## YOUR GOAL
Set every entry down again precisely.

(Records contained in a dataset)
+++++
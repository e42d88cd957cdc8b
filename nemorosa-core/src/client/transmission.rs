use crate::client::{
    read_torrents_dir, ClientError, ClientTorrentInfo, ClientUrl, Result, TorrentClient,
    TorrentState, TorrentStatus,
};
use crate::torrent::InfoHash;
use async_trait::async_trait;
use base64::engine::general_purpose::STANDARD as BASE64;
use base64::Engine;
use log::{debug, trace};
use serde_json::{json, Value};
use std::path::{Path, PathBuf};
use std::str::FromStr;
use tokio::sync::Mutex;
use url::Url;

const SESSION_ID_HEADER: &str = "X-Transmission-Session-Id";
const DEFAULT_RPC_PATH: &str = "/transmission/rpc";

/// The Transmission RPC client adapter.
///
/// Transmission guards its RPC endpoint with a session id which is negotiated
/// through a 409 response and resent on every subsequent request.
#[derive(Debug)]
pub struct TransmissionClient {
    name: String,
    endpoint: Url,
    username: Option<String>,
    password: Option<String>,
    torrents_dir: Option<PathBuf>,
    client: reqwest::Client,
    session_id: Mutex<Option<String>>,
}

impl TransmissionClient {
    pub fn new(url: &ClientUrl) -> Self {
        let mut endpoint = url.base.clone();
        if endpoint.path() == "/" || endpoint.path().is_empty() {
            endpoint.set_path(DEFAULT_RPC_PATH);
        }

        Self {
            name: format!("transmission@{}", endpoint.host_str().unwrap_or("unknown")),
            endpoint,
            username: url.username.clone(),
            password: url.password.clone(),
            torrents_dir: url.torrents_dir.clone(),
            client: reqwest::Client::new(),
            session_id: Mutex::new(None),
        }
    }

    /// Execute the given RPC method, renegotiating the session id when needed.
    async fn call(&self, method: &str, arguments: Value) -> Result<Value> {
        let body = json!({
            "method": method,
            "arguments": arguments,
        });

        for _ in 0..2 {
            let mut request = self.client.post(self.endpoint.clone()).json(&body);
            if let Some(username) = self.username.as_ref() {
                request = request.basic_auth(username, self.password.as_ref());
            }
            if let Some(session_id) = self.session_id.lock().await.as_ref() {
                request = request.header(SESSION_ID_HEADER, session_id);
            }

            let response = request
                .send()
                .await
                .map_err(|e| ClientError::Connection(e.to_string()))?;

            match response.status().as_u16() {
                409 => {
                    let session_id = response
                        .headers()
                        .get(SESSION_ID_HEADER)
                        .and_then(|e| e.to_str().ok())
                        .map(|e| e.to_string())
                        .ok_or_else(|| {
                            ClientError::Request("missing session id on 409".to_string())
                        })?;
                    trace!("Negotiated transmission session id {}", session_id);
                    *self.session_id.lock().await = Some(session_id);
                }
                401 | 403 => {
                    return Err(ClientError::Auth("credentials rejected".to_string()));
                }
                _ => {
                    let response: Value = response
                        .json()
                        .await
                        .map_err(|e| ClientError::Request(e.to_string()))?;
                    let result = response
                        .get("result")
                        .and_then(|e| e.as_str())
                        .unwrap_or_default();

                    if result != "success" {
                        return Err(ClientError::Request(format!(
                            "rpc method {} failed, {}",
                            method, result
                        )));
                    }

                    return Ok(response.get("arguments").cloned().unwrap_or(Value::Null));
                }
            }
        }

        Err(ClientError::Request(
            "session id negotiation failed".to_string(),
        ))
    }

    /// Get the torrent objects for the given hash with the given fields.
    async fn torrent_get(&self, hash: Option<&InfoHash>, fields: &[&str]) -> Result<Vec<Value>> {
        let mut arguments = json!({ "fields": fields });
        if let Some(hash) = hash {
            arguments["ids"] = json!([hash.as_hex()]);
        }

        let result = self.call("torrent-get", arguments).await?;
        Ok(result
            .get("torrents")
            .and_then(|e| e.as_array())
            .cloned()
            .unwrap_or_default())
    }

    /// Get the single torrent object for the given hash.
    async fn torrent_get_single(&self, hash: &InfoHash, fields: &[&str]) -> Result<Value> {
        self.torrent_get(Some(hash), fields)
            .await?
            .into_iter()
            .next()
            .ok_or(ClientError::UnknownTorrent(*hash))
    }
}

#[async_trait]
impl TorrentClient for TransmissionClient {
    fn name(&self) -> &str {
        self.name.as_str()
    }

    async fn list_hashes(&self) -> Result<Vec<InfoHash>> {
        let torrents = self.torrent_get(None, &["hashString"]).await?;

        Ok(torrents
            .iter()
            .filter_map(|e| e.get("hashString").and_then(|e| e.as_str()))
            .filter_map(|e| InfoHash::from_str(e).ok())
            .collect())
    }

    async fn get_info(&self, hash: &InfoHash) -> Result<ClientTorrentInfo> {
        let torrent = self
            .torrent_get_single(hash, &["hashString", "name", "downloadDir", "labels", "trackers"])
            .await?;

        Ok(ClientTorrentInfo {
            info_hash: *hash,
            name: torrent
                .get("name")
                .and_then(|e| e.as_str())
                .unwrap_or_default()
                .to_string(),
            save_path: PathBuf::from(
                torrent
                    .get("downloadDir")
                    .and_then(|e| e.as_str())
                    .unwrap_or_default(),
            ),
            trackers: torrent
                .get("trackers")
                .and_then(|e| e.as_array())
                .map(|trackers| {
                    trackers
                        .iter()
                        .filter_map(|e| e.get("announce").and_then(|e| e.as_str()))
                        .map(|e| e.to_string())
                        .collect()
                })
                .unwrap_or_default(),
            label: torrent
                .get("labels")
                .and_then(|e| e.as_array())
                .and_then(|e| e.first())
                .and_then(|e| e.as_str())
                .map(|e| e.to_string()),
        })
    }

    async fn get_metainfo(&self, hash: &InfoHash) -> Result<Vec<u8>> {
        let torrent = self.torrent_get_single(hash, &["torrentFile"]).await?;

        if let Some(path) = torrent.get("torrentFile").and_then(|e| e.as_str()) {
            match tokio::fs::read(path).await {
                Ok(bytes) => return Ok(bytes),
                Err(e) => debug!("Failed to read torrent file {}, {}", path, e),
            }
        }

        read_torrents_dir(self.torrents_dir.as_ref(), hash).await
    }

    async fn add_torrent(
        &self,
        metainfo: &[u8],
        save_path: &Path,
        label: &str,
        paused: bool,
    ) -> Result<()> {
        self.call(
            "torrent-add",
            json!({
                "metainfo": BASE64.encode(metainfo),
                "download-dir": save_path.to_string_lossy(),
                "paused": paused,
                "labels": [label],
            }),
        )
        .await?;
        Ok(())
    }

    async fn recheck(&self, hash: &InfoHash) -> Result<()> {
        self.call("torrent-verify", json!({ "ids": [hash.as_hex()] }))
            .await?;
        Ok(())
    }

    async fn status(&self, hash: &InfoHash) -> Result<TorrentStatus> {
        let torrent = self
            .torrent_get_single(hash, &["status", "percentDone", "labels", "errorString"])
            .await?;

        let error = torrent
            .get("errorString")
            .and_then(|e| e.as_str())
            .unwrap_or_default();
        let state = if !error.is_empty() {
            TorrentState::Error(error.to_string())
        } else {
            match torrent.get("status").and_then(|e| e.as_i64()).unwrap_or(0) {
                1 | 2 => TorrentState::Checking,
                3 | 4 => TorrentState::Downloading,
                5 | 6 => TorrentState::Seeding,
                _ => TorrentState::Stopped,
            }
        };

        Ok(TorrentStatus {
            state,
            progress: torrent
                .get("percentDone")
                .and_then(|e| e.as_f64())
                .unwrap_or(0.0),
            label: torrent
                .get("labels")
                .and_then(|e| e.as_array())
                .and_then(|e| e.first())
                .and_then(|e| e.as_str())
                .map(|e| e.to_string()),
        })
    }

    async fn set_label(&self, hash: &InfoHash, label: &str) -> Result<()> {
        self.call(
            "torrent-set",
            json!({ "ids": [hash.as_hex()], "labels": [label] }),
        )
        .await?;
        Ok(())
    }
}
+++++
## RESPONSE BOX
repository e42d88cd957cdc8b
filename nemorosa-core/src/client/transmission.rs
use crate::client::{
    read_torrents_dir, ClientError, ClientTorrentInfo, ClientUrl, Result, TorrentClient,
    TorrentState, TorrentStatus,
};
use crate::torrent::InfoHash;
use async_trait::async_trait;
use base64::engine::general_purpose::STANDARD as BASE64;
use base64::Engine;
use log::{debug, trace};
use serde_json::{json, Value};
use std::path::{Path, PathBuf};
use std::str::FromStr;
use tokio::sync::Mutex;
use url::Url;

const SESSION_ID_HEADER: &str = "X-Transmission-Session-Id";
const DEFAULT_RPC_PATH: &str = "/transmission/rpc";

/// The Transmission RPC client adapter.
///
/// Transmission guards its RPC endpoint with a session id which is negotiated
/// through a 409 response and resent on every subsequent request.
#[derive(Debug)]
pub struct TransmissionClient {
    name: String,
    endpoint: Url,
    username: Option<String>,
    password: Option<String>,
    torrents_dir: Option<PathBuf>,
    client: reqwest::Client,
    session_id: Mutex<Option<String>>,
}

impl TransmissionClient {
    pub fn new(url: &ClientUrl) -> Self {
        let mut endpoint = url.base.clone();
        if endpoint.path() == "/" || endpoint.path().is_empty() {
            endpoint.set_path(DEFAULT_RPC_PATH);
        }

        Self {
            name: format!("transmission@{}", endpoint.host_str().unwrap_or("unknown")),
            endpoint,
            username: url.username.clone(),
            password: url.password.clone(),
            torrents_dir: url.torrents_dir.clone(),
            client: reqwest::Client::new(),
            session_id: Mutex::new(None),
        }
    }

    /// Execute the given RPC method, renegotiating the session id when needed.
    async fn call(&self, method: &str, arguments: Value) -> Result<Value> {
        let body = json!({
            "method": method,
            "arguments": arguments,
        });

        for _ in 0..2 {
            let mut request = self.client.post(self.endpoint.clone()).json(&body);
            if let Some(username) = self.username.as_ref() {
                request = request.basic_auth(username, self.password.as_ref());
            }
            if let Some(session_id) = self.session_id.lock().await.as_ref() {
                request = request.header(SESSION_ID_HEADER, session_id);
            }

            let response = request
                .send()
                .await
                .map_err(|e| ClientError::Connection(e.to_string()))?;

            match response.status().as_u16() {
                409 => {
                    let session_id = response
                        .headers()
                        .get(SESSION_ID_HEADER)
                        .and_then(|e| e.to_str().ok())
                        .map(|e| e.to_string())
                        .ok_or_else(|| {
                            ClientError::Request("missing session id on 409".to_string())
                        })?;
                    trace!("Negotiated transmission session id {}", session_id);
                    *self.session_id.lock().await = Some(session_id);
                }
                401 | 403 => {
                    return Err(ClientError::Auth("credentials rejected".to_string()));
                }
                _ => {
                    let response: Value = response
                        .json()
                        .await
                        .map_err(|e| ClientError::Request(e.to_string()))?;
                    let result = response
                        .get("result")
                        .and_then(|e| e.as_str())
                        .unwrap_or_default();

                    if result != "success" {
                        return Err(ClientError::Request(format!(
                            "rpc method {} failed, {}",
                            method, result
                        )));
                    }

                    return Ok(response.get("arguments").cloned().unwrap_or(Value::Null));
                }
            }
        }

        Err(ClientError::Request(
            "session id negotiation failed".to_string(),
        ))
    }

    /// Get the torrent objects for the given hash with the given fields.
    async fn torrent_get(&self, hash: Option<&InfoHash>, fields: &[&str]) -> Result<Vec<Value>> {
        let mut arguments = json!({ "fields": fields });
        if let Some(hash) = hash {
            arguments["ids"] = json!([hash.as_hex()]);
        }

        let result = self.call("torrent-get", arguments).await?;
        Ok(result
            .get("torrents")
            .and_then(|e| e.as_array())
            .cloned()
            .unwrap_or_default())
    }

    /// Get the single torrent object for the given hash.
    async fn torrent_get_single(&self, hash: &InfoHash, fields: &[&str]) -> Result<Value> {
        self.torrent_get(Some(hash), fields)
            .await?
            .into_iter()
            .next()
            .ok_or(ClientError::UnknownTorrent(*hash))
    }
}

#[async_trait]
impl TorrentClient for TransmissionClient {
    fn name(&self) -> &str {
        self.name.as_str()
    }

    async fn list_hashes(&self) -> Result<Vec<InfoHash>> {
        let torrents = self.torrent_get(None, &["hashString"]).await?;

        Ok(torrents
            .iter()
            .filter_map(|e| e.get("hashString").and_then(|e| e.as_str()))
            .filter_map(|e| InfoHash::from_str(e).ok())
            .collect())
    }

    async fn get_info(&self, hash: &InfoHash) -> Result<ClientTorrentInfo> {
        let torrent = self
            .torrent_get_single(hash, &["hashString", "name", "downloadDir", "labels", "trackers"])
            .await?;

        Ok(ClientTorrentInfo {
            info_hash: *hash,
            name: torrent
                .get("name")
                .and_then(|e| e.as_str())
                .unwrap_or_default()
                .to_string(),
            save_path: PathBuf::from(
                torrent
                    .get("downloadDir")
                    .and_then(|e| e.as_str())
                    .unwrap_or_default(),
            ),
            trackers: torrent
                .get("trackers")
                .and_then(|e| e.as_array())
                .map(|trackers| {
                    trackers
                        .iter()
                        .filter_map(|e| e.get("announce").and_then(|e| e.as_str()))
                        .map(|e| e.to_string())
                        .collect()
                })
                .unwrap_or_default(),
            label: torrent
                .get("labels")
                .and_then(|e| e.as_array())
                .and_then(|e| e.first())
                .and_then(|e| e.as_str())
                .map(|e| e.to_string()),
        })
    }

    async fn get_metainfo(&self, hash: &InfoHash) -> Result<Vec<u8>> {
        let torrent = self.torrent_get_single(hash, &["torrentFile"]).await?;

        if let Some(path) = torrent.get("torrentFile").and_then(|e| e.as_str()) {
            match tokio::fs::read(path).await {
                Ok(bytes) => return Ok(bytes),
                Err(e) => debug!("Failed to read torrent file {}, {}", path, e),
            }
        }

        read_torrents_dir(self.torrents_dir.as_ref(), hash).await
    }

    async fn add_torrent(
        &self,
        metainfo: &[u8],
        save_path: &Path,
        label: &str,
        paused: bool,
    ) -> Result<()> {
        self.call(
            "torrent-add",
            json!({
                "metainfo": BASE64.encode(metainfo),
                "download-dir": save_path.to_string_lossy(),
                "paused": paused,
                "labels": [label],
            }),
        )
        .await?;
        Ok(())
    }

    async fn recheck(&self, hash: &InfoHash) -> Result<()> {
        self.call("torrent-verify", json!({ "ids": [hash.as_hex()] }))
            .await?;
        Ok(())
    }

    async fn status(&self, hash: &InfoHash) -> Result<TorrentStatus> {
        let torrent = self
            .torrent_get_single(hash, &["status", "percentDone", "labels", "errorString"])
            .await?;

        let error = torrent
            .get("errorString")
            .and_then(|e| e.as_str())
            .unwrap_or_default();
        let state = if !error.is_empty() {
            TorrentState::Error(error.to_string())
        } else {
            match torrent.get("status").and_then(|e| e.as_i64()).unwrap_or(0) {
                1 | 2 => TorrentState::Checking,
                3 | 4 => TorrentState::Downloading,
                5 | 6 => TorrentState::Seeding,
                _ => TorrentState::Stopped,
            }
        };

        Ok(TorrentStatus {
            state,
            progress: torrent
                .get("percentDone")
                .and_then(|e| e.as_f64())
                .unwrap_or(0.0),
            label: torrent
                .get("labels")
                .and_then(|e| e.as_array())
                .and_then(|e| e.first())
                .and_then(|e| e.as_str())
                .map(|e| e.to_string()),
        })
    }

    async fn set_label(&self, hash: &InfoHash, label: &str) -> Result<()> {
        self.call(
            "torrent-set",
            json!({ "ids": [hash.as_hex()], "labels": [label] }),
        )
        .await?;
        Ok(())
    }
}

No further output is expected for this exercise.